§ **ASSIGNMENT**: Only the number should be given: how many lines below contain "HistoryRunOptions".

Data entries
*** Block opens ***
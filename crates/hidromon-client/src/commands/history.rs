use std::path::Path;

use crate::ClientResult;
use crate::config::resolve_snapshot_path;
use crate::contracts::envelope::{SuccessEnvelope, success};
use crate::contracts::types::HistoryData;
use crate::history::DateRange;
use crate::history::date::format_calendar_day;
use crate::screens::HistoryScreen;
use crate::store::SnapshotStore;

#[derive(Debug, Default)]
pub struct HistoryRunOptions<'a> {
    pub from: Option<String>,
    pub to: Option<String>,
    pub snapshot_override: Option<&'a Path>,
}

pub fn run(from: Option<&str>, to: Option<&str>) -> ClientResult<SuccessEnvelope> {
    run_with_options(HistoryRunOptions {
        from: from.map(std::string::ToString::to_string),
        to: to.map(std::string::ToString::to_string),
        snapshot_override: None,
    })
}

#[doc(hidden)]
pub fn run_with_options(options: HistoryRunOptions<'_>) -> ClientResult<SuccessEnvelope> {
    // Range problems are reported before touching the snapshot file.
    let range = DateRange::parse(options.from.as_deref(), options.to.as_deref())?;

    let snapshot_path = resolve_snapshot_path(options.snapshot_override)?;
    let store = SnapshotStore::load(&snapshot_path)?;

    let mut screen = HistoryScreen::mount(&store);
    screen.select_start(&format_calendar_day(&range.start))?;
    screen.select_end(&format_calendar_day(&range.end))?;
    let rows = screen.search()?.to_vec();
    let total_records = screen.record_count();
    screen.unmount();

    let data = HistoryData {
        snapshot_path: snapshot_path.display().to_string(),
        from: format_calendar_day(&range.start),
        to: format_calendar_day(&range.end),
        total_records,
        matched_records: rows.len(),
        rows,
    };

    success("history", data)
}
*** Block closes ***
§ **ANSWER FOR THE TASK**: 3